Remember, however, that a good 1:1 is also in large part your report’s responsibility. As a lead, I do my best to engage with my reports during the time that I have with them. But as a report, I also try to make the most of that one hour that’s entirely mine: to share what’s on my mind, to vent, to express my concerns, and to (sometimes) inadvertently turn into a therapy session of sorts, if it so happens to be what I need that week.

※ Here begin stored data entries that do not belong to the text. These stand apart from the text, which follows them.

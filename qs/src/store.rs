//! Persistence contracts consumed by the scheduler and the bulk layer

use std::collections::HashMap;

use crate::error::StoreResult;
use crate::task::{Task, TaskId, TaskStatus, TaskUpdate};

/// Result of an insert-if-absent
#[derive(Debug, Clone, PartialEq, Eq)]
pub struct InsertOutcome {
    /// Id of the new row, or of the active row that already holds the identity
    pub id: TaskId,
    /// False when an active row with the same (subject, operation) existed
    pub created: bool,
}

impl InsertOutcome {
    pub fn created(id: impl Into<TaskId>) -> Self {
        Self {
            id: id.into(),
            created: true,
        }
    }

    pub fn existing(id: impl Into<TaskId>) -> Self {
        Self {
            id: id.into(),
            created: false,
        }
    }
}

/// Filter for listing task rows
#[derive(Debug, Clone, Default)]
pub struct TaskFilter {
    pub status: Option<TaskStatus>,
    pub operation: Option<String>,
    pub bulk_id: Option<String>,
    pub limit: Option<usize>,
}

impl TaskFilter {
    pub fn matches(&self, task: &Task) -> bool {
        self.status.is_none_or(|s| task.status == s)
            && self.operation.as_deref().is_none_or(|op| task.operation == op)
            && self.bulk_id.as_deref().is_none_or(|b| task.bulk_id.as_deref() == Some(b))
    }
}

/// Durable record of tasks
///
/// Implementations must make `add` atomic: two concurrent adds of the same
/// (subject, operation) while a Pending/InProgress row exists yield one row.
pub trait TaskStore: Send + Sync {
    /// Insert a task unless an active row with the same identity exists
    fn add(&self, task: &Task) -> StoreResult<InsertOutcome>;

    /// Pending rows ordered by priority, then creation time
    fn get_pending(&self, limit: usize) -> StoreResult<Vec<Task>>;

    fn get(&self, id: &str) -> StoreResult<Option<Task>>;

    /// Apply a partial update; missing rows are `StoreError::NotFound`
    fn update(&self, id: &str, update: &TaskUpdate) -> StoreResult<()>;

    /// Delete a row, returning whether it existed
    fn remove(&self, id: &str) -> StoreResult<bool>;

    /// List rows matching a filter, oldest first
    fn list(&self, filter: &TaskFilter) -> StoreResult<Vec<Task>>;

    /// Row counts per status
    fn count_by_status(&self) -> StoreResult<HashMap<TaskStatus, usize>>;
}

/// Generic keyed blob table, namespaced
///
/// The backing table is created on first use.
pub trait BlobStore: Send + Sync {
    fn put_blob(&self, namespace: &str, key: &str, data: &[u8]) -> StoreResult<()>;

    fn get_blob(&self, namespace: &str, key: &str) -> StoreResult<Option<Vec<u8>>>;

    fn delete_blob(&self, namespace: &str, key: &str) -> StoreResult<bool>;

    /// All (key, data) pairs in a namespace, ordered by key
    fn list_blobs(&self, namespace: &str) -> StoreResult<Vec<(String, Vec<u8>)>>;
}

#[cfg(test)]
mod tests {
    use super::*;

    #[test]
    fn test_filter_matches() {
        let task = Task::new("page-1", "ocr").with_bulk_id(Some("bulk-1".to_string()));

        assert!(TaskFilter::default().matches(&task));
        assert!(
            TaskFilter {
                status: Some(TaskStatus::Pending),
                operation: Some("ocr".to_string()),
                bulk_id: Some("bulk-1".to_string()),
                limit: None,
            }
            .matches(&task)
        );
        assert!(
            !TaskFilter {
                operation: Some("segment".to_string()),
                ..Default::default()
            }
            .matches(&task)
        );
        assert!(
            !TaskFilter {
                bulk_id: Some("bulk-2".to_string()),
                ..Default::default()
            }
            .matches(&task)
        );
    }
}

You could easily rewrite each of the tips above to be read from the perspective of a report, rather than a lead. So, if you’re at the receiving end of a 1:1 you’d like to improve, try them out from that side. You’d be surprised at how taking charge of that time can impact how much you get out of it.

Finally, should you ever decide to become a lead yourself, know that the biggest determinant of the quality of the 1:1s you’ll hold in that role is the quality of the ones you receive today. This makes it all the more critical for you to take ownership of your current meetings are with your lead.